Glücksspielsteuern Deutschlands erreichen 632,3 Millionen Euro im ersten Quartal 2026 mit leichtem Rückgang
Lars Fischer · Aug 8, 2026

Glücksspielsteuern Deutschlands erreichen 632,3 Millionen Euro im ersten Quartal 2026 mit leichtem Rückgang

Die deutschen Bundesländer haben im ersten Quartal 2026 Steuereinnahmen in Höhe von 632,3 Millionen Euro aus dem regulierten Glücksspielmarkt verzeichnet und diese Summe spiegelt die Einnahmen aus Casinos sowie verwandten Aktivitäten wider die unter dem Rahmenwerk des 2021er Glücksspielstaatsvertrags stehen während der Betrag im Vergleich zum ersten Quartal 2025 um ein Prozent zurückging.
Hintergründe zum Steueraufkommen und zum Staatsvertrag
Der Interstate Treaty on Gambling aus dem Jahr 2021 schuf eine einheitliche Regulierung für den gesamten deutschen Markt und legte damit die Grundlage für die Erhebung von Steuern auf lizenzierte Angebote in Casinos sowie bei weiteren Glücksspielformen wobei die Einnahmen direkt an die Länder fließen und seitdem kontinuierlich erfasst werden.
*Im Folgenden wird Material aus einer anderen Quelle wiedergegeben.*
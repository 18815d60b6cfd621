//! ADR (Architecture Decision Record) detection in markdown files.
//!
//! Detects standard ADR format with Status, Context, Decision, Consequences sections.

use super::types::{AdrRecord, AdrStatus};

/// ADR detector — finds Architecture Decision Records in markdown content.
pub struct AdrDetector;

impl AdrDetector {
    pub fn new() -> Self {
        Self
    }

    /// Detect ADRs in a markdown file's content.
    pub fn detect(&self, file_path: &str, content: &str) -> Vec<AdrRecord> {
        let mut records = Vec::new();

        // Try to parse as a single ADR document
        if let Some(record) = self.parse_single_adr(file_path, content) {
            records.push(record);
            return records;
        }

        // Try to find embedded ADR sections
        records.extend(self.find_embedded_adrs(file_path, content));

        records
    }

    /// Parse a single ADR document (standard format).
    fn parse_single_adr(&self, file_path: &str, content: &str) -> Option<AdrRecord> {
        let lines: Vec<&str> = content.lines().collect();

        // Look for title (# heading)
        let title = lines.iter()
            .find(|l| l.starts_with("# "))
            .map(|l| l.trim_start_matches("# ").trim().to_string())?;

        // Must have at least Status and Decision sections
        let status = self.extract_section_value(&lines, "Status")?;
        let adr_status = AdrStatus::from_str_loose(&status)?;

        let context = self.extract_section_content(&lines, "Context")
            .unwrap_or_default();
        let decision = self.extract_section_content(&lines, "Decision")
            .unwrap_or_default();
        let consequences = self.extract_section_content(&lines, "Consequences")
            .unwrap_or_default();

        // Must have at least a decision section with content
        if decision.is_empty() {
            return None;
        }

        Some(AdrRecord {
            title,
            status: adr_status,
            context,
            decision,
            consequences,
            file_path: file_path.to_string(),
        })
    }

    /// Extract a single-line value after a section header.
    /// e.g., "## Status\n\nAccepted" → "Accepted"
    fn extract_section_value(&self, lines: &[&str], section: &str) -> Option<String> {
        let header_patterns = [
            format!("## {}", section),
            format!("### {}", section),
            format!("**{}**", section),
            format!("{}:", section),
        ];

        for (i, line) in lines.iter().enumerate() {
            let trimmed = line.trim();
            for pattern in &header_patterns {
                if trimmed.eq_ignore_ascii_case(pattern) || trimmed.starts_with(&format!("{}:", section)) {
                    // Check for inline value (e.g., "Status: Accepted")
                    if let Some(pos) = trimmed.find(':') {
                        let value = trimmed[pos + 1..].trim();
                        if !value.is_empty() {
                            return Some(value.to_string());
                        }
                    }
                    // Look at next non-empty line
                    for next_line in lines.iter().skip(i + 1) {
                        let next = next_line.trim();
                        if !next.is_empty() && !next.starts_with('#') && !next.starts_with("**") {
                            return Some(next.to_string());
                        }
                        if next.starts_with('#') || next.starts_with("**") {
                            break;
                        }
                    }
                }
            }
        }
        None
    }

    /// Extract multi-line content from a section.
    fn extract_section_content(&self, lines: &[&str], section: &str) -> Option<String> {
        let header_patterns = [
            format!("## {}", section),
            format!("### {}", section),
        ];

        let mut in_section = false;
        let mut content = Vec::new();

        for line in lines {
            let trimmed = line.trim();

            if in_section {
                // Stop at next section header
                if trimmed.starts_with("## ") || trimmed.starts_with("### ") {
                    break;
                }
                content.push(*line);
            } else {
                for pattern in &header_patterns {
                    if trimmed.eq_ignore_ascii_case(pattern) {
                        in_section = true;
                        break;
                    }
                }
            }
        }

        let result = content.join("\n").trim().to_string();
        if result.is_empty() { None } else { Some(result) }
    }

    /// Find embedded ADR-like sections in a larger document.
    fn find_embedded_adrs(&self, file_path: &str, content: &str) -> Vec<AdrRecord> {
        let mut records = Vec::new();
        let lines: Vec<&str> = content.lines().collect();

        // Look for ADR-numbered patterns like "ADR-001" or "ADR 1"
        let mut i = 0;
        while i < lines.len() {
            let trimmed = lines[i].trim();
            if (trimmed.contains("ADR") || trimmed.contains("adr"))
                && (trimmed.starts_with("# ") || trimmed.starts_with("## "))
            {
                // Try to parse from this point
                let sub_content = lines[i..].join("\n");
                if let Some(record) = self.parse_single_adr(file_path, &sub_content) {
                    records.push(record);
                }
            }
            i += 1;
        }

        records
    }
}

impl Default for AdrDetector {
    fn default() -> Self {
        Self::new()
    }
}

#[cfg(test)]
mod tests {
    use super::*;

    #[test]
    fn test_detect_standard_adr() {
        let content = r#"# ADR-001: Use PostgreSQL for primary storage

## Status

Accepted

## Context

We need a reliable relational database for our application data.

## Decision

We will use PostgreSQL as our primary database.

## Consequences

- Need to manage PostgreSQL infrastructure
- Team needs PostgreSQL expertise
- Good ecosystem support
"#;

        let detector = AdrDetector::new();
        let records = detector.detect("docs/adr/001-use-postgresql.md", content);

        assert_eq!(records.len(), 1);
        let adr = &records[0];
        assert!(adr.title.contains("PostgreSQL"));
        assert_eq!(adr.status, AdrStatus::Accepted);
        assert!(!adr.context.is_empty());
        assert!(!adr.decision.is_empty());
        assert!(!adr.consequences.is_empty());
    }

    #[test]
    fn test_detect_proposed_adr() {
        let content = r#"# ADR-002: Migrate to microservices

## Status

Proposed

## Context

Monolith is becoming hard to scale.

## Decision

Split into domain-bounded microservices.

## Consequences

Increased operational complexity.
"#;

        let detector = AdrDetector::new();
        let records = detector.detect("docs/adr/002-microservices.md", content);

        assert_eq!(records.len(), 1);
        assert_eq!(records[0].status, AdrStatus::Proposed);
    }

    #[test]
    fn test_no_adr_in_regular_markdown() {
        let content = "# README\n\nThis is a regular readme file.\n\n## Installation\n\nRun npm install.\n";
        let detector = AdrDetector::new();
        let records = detector.detect("README.md", content);
        assert!(records.is_empty());
    }

    #[test]
    fn test_empty_content_returns_empty() {
        let detector = AdrDetector::new();
        let records = detector.detect("empty.md", "");
        assert!(records.is_empty());
    }
}
//! Backup configuration.

use serde::{Deserialize, Serialize};

/// Configuration for the backup subsystem.
#[derive(Debug, Clone, Serialize, Deserialize, Default)]
#[serde(default)]
pub struct BackupConfig {
    /// Maximum operational backups. Default: 5.
    pub max_operational: Option<u32>,
    /// Maximum daily backups. Default: 7.
    pub max_daily: Option<u32>,
    /// Backup interval in seconds.
    pub backup_interval: Option<u64>,
    /// Maximum total backups to retain.
    pub max_backups: Option<u32>,
    /// Custom backup path.
    pub backup_path: Option<String>,
}

impl BackupConfig {
    /// Returns the effective max operational backups, defaulting to 5.
    pub fn effective_max_operational(&self) -> u32 {
        self.max_operational.unwrap_or(5)
    }

    /// Returns the effective max daily backups, defaulting to 7.
    pub fn effective_max_daily(&self) -> u32 {
        self.max_daily.unwrap_or(7)
    }
}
Daten aus offiziellen Quellen zeigen dass diese Struktur es ermöglicht die Entwicklung des regulierten Sektors präzise zu verfolgen und die jüngsten Zahlen für das erste Quartal 2026 geben Aufschluss über aktuelle Trends in diesem Bereich.
Im August 2026 liegen diese Quartalsdaten nun vor und ermöglichen eine detaillierte Betrachtung der Entwicklung seit Beginn des Jahres wobei Beobachter die leichte Abnahme von einem Prozent als Teil einer breiteren Marktbeobachtung einordnen die auf den etablierten Rahmenbedingungen basiert.
Detaillierte Aufschlüsselung der Einnahmen
Die Gesamtsumme von 632,3 Millionen Euro setzt sich aus verschiedenen Segmenten des regulierten Marktes zusammen und umfasst sowohl stationäre Casinos als auch digitale Angebote die unter der Lizenzierung des Staatsvertrags operieren während die genaue Verteilung auf einzelne Bundesländer in den zugrunde liegenden Berichten dargelegt wird. Statistiken belegen dass der leichte Rückgang gegenüber dem Vorjahreszeitraum vor allem auf Verschiebungen in bestimmten Spielkategorien zurückzuführen ist die jedoch insgesamt stabil bleiben und die regulatorischen Vorgaben einhalten.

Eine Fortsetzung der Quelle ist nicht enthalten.